━━━ AVAILABLE DATA

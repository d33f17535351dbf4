//! Data-access layer. One repository per entity family.
//!
//! All methods take a `&Connection` and are stateless. Callers that need
//! atomicity across repository calls open the transaction themselves;
//! `rusqlite::Transaction` derefs to `Connection`, so every method works
//! inside or outside one.

pub mod assignments;
pub mod audit;
pub mod entries;
pub mod institutions;
pub mod profiles;
pub mod terms;

use chrono::NaiveDate;

pub use assignments::AssignmentRepo;
pub use audit::{AppendAudit, AuditRepo};
pub use entries::EntryRepo;
pub use institutions::InstitutionRepo;
pub use profiles::ProfileRepo;
pub use terms::TermRepo;

/// Current UTC timestamp as an ISO-8601 string.
pub(crate) fn now_iso() -> String {
    chrono::Utc::now().format("%Y-%m-%dT%H:%M:%SZ").to_string()
}

/// Format a date for storage.
pub(crate) fn date_to_sql(date: NaiveDate) -> String {
    date.format("%Y-%m-%d").to_string()
}

/// Parse a stored date. Rows are only ever written through [`date_to_sql`],
/// so a parse failure means external tampering; it reads as the epoch date
/// rather than failing the whole scan.
pub(crate) fn date_from_sql(s: &str) -> NaiveDate {
    NaiveDate::parse_from_str(s, "%Y-%m-%d").unwrap_or_default()
}
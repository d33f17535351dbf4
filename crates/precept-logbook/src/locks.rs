//! Per-term logbook locks.
//!
//! A lock on (student, term) freezes every entry of that student dated
//! inside the term's calendar range. Locking and unlocking are idempotent;
//! a `LockChanged` event is published only when stored state actually
//! changed, so repeated locks do not spam dashboards.

use std::sync::Arc;

use chrono::NaiveDate;
use precept_core::events::DomainEvent;
use precept_core::ids::StudentId;
use precept_notify::ChangeNotifier;
use precept_store::connection::{ConnectionPool, PooledConnection};
use precept_store::repositories::{AppendAudit, AuditRepo, ProfileRepo, TermRepo};
use precept_store::types::{Term, TermLock};
use precept_store::StoreError;
use rusqlite::{Connection, TransactionBehavior};
use tracing::info;

use crate::errors::LogbookError;

fn now_iso() -> String {
    chrono::Utc::now().format("%Y-%m-%dT%H:%M:%SZ").to_string()
}

/// Whether any term lock of this student covers the given date. Runs on the
/// caller's connection so the lifecycle manager can consult it inside its
/// own transaction.
pub(crate) fn date_locked(
    conn: &Connection,
    student_id: &StudentId,
    date: NaiveDate,
) -> Result<Option<String>, LogbookError> {
    match TermRepo::term_covering(conn, date)? {
        Some(term) if TermRepo::is_locked(conn, student_id, &term.label)? => Ok(Some(term.label)),
        _ => Ok(None),
    }
}

/// Outcome of one student within a [`TermLockRegistry::lock_many`] batch.
#[derive(Debug)]
pub struct LockOutcome {
    /// The student the outcome applies to.
    pub student_id: StudentId,
    /// `Ok(true)` when a new lock was created, `Ok(false)` when the pair
    /// was already locked, `Err` when this student's lock failed.
    pub result: Result<bool, LogbookError>,
}

/// Owns term definitions and term-lock rows.
pub struct TermLockRegistry {
    pool: ConnectionPool,
    notifier: Arc<ChangeNotifier>,
}

impl TermLockRegistry {
    /// Create a registry over the given pool and notifier.
    pub fn new(pool: ConnectionPool, notifier: Arc<ChangeNotifier>) -> Self {
        Self { pool, notifier }
    }

    fn conn(&self) -> Result<PooledConnection, LogbookError> {
        self.pool.get().map_err(StoreError::Pool).map_err(Into::into)
    }

    /// Define a term or redefine its calendar range.
    pub fn define_term(
        &self,
        label: &str,
        starts_on: NaiveDate,
        ends_on: NaiveDate,
    ) -> Result<Term, LogbookError> {
        if label.trim().is_empty() {
            return Err(LogbookError::Validation("term label is required".into()));
        }
        if ends_on < starts_on {
            return Err(LogbookError::Validation(format!(
                "term {label} ends before it starts"
            )));
        }
        let term = Term {
            label: label.to_owned(),
            starts_on,
            ends_on,
        };
        let conn = self.conn()?;
        TermRepo::upsert_term(&conn, &term)?;
        Ok(term)
    }

    /// Lock a student's logbook for a term. Idempotent: locking an
    /// already-locked pair succeeds without changing anything. Returns
    /// whether a new lock was created.
    pub fn lock(
        &self,
        student_id: &StudentId,
        term: &str,
        locked_by: &str,
    ) -> Result<bool, LogbookError> {
        let mut conn = self.conn()?;
        let tx = conn
            .transaction_with_behavior(TransactionBehavior::Immediate)
            .map_err(StoreError::Sqlite)?;

        if TermRepo::get_term(&tx, term)?.is_none() {
            return Err(LogbookError::TermNotFound(term.to_owned()));
        }
        if ProfileRepo::get_student(&tx, student_id)?.is_none() {
            return Err(LogbookError::StudentNotFound(student_id.clone()));
        }

        let created = TermRepo::insert_lock(&tx, student_id, term, locked_by)?;
        if created {
            AuditRepo::append(
                &tx,
                &AppendAudit {
                    actor_id: Some(locked_by),
                    action: "lock_term",
                    entity_type: "term_lock",
                    entity_id: student_id.as_str(),
                    detail: Some(serde_json::json!({ "term": term })),
                },
            )?;
        }
        tx.commit().map_err(StoreError::Sqlite)?;

        if created {
            info!(%student_id, term, "logbook locked");
            let _ = self.notifier.publish(&DomainEvent::LockChanged {
                student_id: student_id.clone(),
                term: term.to_owned(),
                locked: true,
                at: now_iso(),
            });
        }
        Ok(created)
    }

    /// Remove a student's lock for a term. Idempotent. Returns whether a
    /// lock was actually removed.
    pub fn unlock(
        &self,
        student_id: &StudentId,
        term: &str,
        unlocked_by: &str,
    ) -> Result<bool, LogbookError> {
        let mut conn = self.conn()?;
        let tx = conn
            .transaction_with_behavior(TransactionBehavior::Immediate)
            .map_err(StoreError::Sqlite)?;

        let removed = TermRepo::remove_lock(&tx, student_id, term)?;
        if removed {
            AuditRepo::append(
                &tx,
                &AppendAudit {
                    actor_id: Some(unlocked_by),
                    action: "unlock_term",
                    entity_type: "term_lock",
                    entity_id: student_id.as_str(),
                    detail: Some(serde_json::json!({ "term": term })),
                },
            )?;
        }
        tx.commit().map_err(StoreError::Sqlite)?;

        if removed {
            info!(%student_id, term, "logbook unlocked");
            let _ = self.notifier.publish(&DomainEvent::LockChanged {
                student_id: student_id.clone(),
                term: term.to_owned(),
                locked: false,
                at: now_iso(),
            });
        }
        Ok(removed)
    }

    /// Whether (student, term) is locked.
    pub fn is_locked(&self, student_id: &StudentId, term: &str) -> Result<bool, LogbookError> {
        let conn = self.conn()?;
        Ok(TermRepo::is_locked(&conn, student_id, term)?)
    }

    /// Whether any lock of this student covers the given date.
    pub fn is_date_locked(
        &self,
        student_id: &StudentId,
        date: NaiveDate,
    ) -> Result<bool, LogbookError> {
        let conn = self.conn()?;
        Ok(date_locked(&conn, student_id, date)?.is_some())
    }

    /// All locks held against one student.
    pub fn locks_for_student(&self, student_id: &StudentId) -> Result<Vec<TermLock>, LogbookError> {
        let conn = self.conn()?;
        Ok(TermRepo::locks_for_student(&conn, student_id)?)
    }

    /// Lock many students' logbooks for one term. The term is validated
    /// once; each student is then checked and locked independently, so one
    /// failure never aborts the rest of the batch.
    pub fn lock_many(
        &self,
        student_ids: &[StudentId],
        term: &str,
        locked_by: &str,
    ) -> Result<Vec<LockOutcome>, LogbookError> {
        {
            let conn = self.conn()?;
            if TermRepo::get_term(&conn, term)?.is_none() {
                return Err(LogbookError::TermNotFound(term.to_owned()));
            }
        }

        let outcomes = student_ids
            .iter()
            .map(|student_id| LockOutcome {
                student_id: student_id.clone(),
                result: self.lock(student_id, term, locked_by),
            })
            .collect();
        Ok(outcomes)
    }
}

// ─────────────────────────────────────────────────────────────────────────────
// Tests
// ─────────────────────────────────────────────────────────────────────────────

━━━━━━

WHAT TO WORK ON. Retype the entries above exactly, but only from the line containing "Parse a stored" through the line containing "Runs on the", both included.

RESPONSE AREA.
/// Parse a stored date. Rows are only ever written through [`date_to_sql`],
/// so a parse failure means external tampering; it reads as the epoch date
/// rather than failing the whole scan.
pub(crate) fn date_from_sql(s: &str) -> NaiveDate {
    NaiveDate::parse_from_str(s, "%Y-%m-%d").unwrap_or_default()
}
repository d33f17535351dbf4
filename crates/precept-logbook/src/locks.rs
//! Per-term logbook locks.
//!
//! A lock on (student, term) freezes every entry of that student dated
//! inside the term's calendar range. Locking and unlocking are idempotent;
//! a `LockChanged` event is published only when stored state actually
//! changed, so repeated locks do not spam dashboards.

use std::sync::Arc;

use chrono::NaiveDate;
use precept_core::events::DomainEvent;
use precept_core::ids::StudentId;
use precept_notify::ChangeNotifier;
use precept_store::connection::{ConnectionPool, PooledConnection};
use precept_store::repositories::{AppendAudit, AuditRepo, ProfileRepo, TermRepo};
use precept_store::types::{Term, TermLock};
use precept_store::StoreError;
use rusqlite::{Connection, TransactionBehavior};
use tracing::info;

use crate::errors::LogbookError;

fn now_iso() -> String {
    chrono::Utc::now().format("%Y-%m-%dT%H:%M:%SZ").to_string()
}

/// Whether any term lock of this student covers the given date. Runs on the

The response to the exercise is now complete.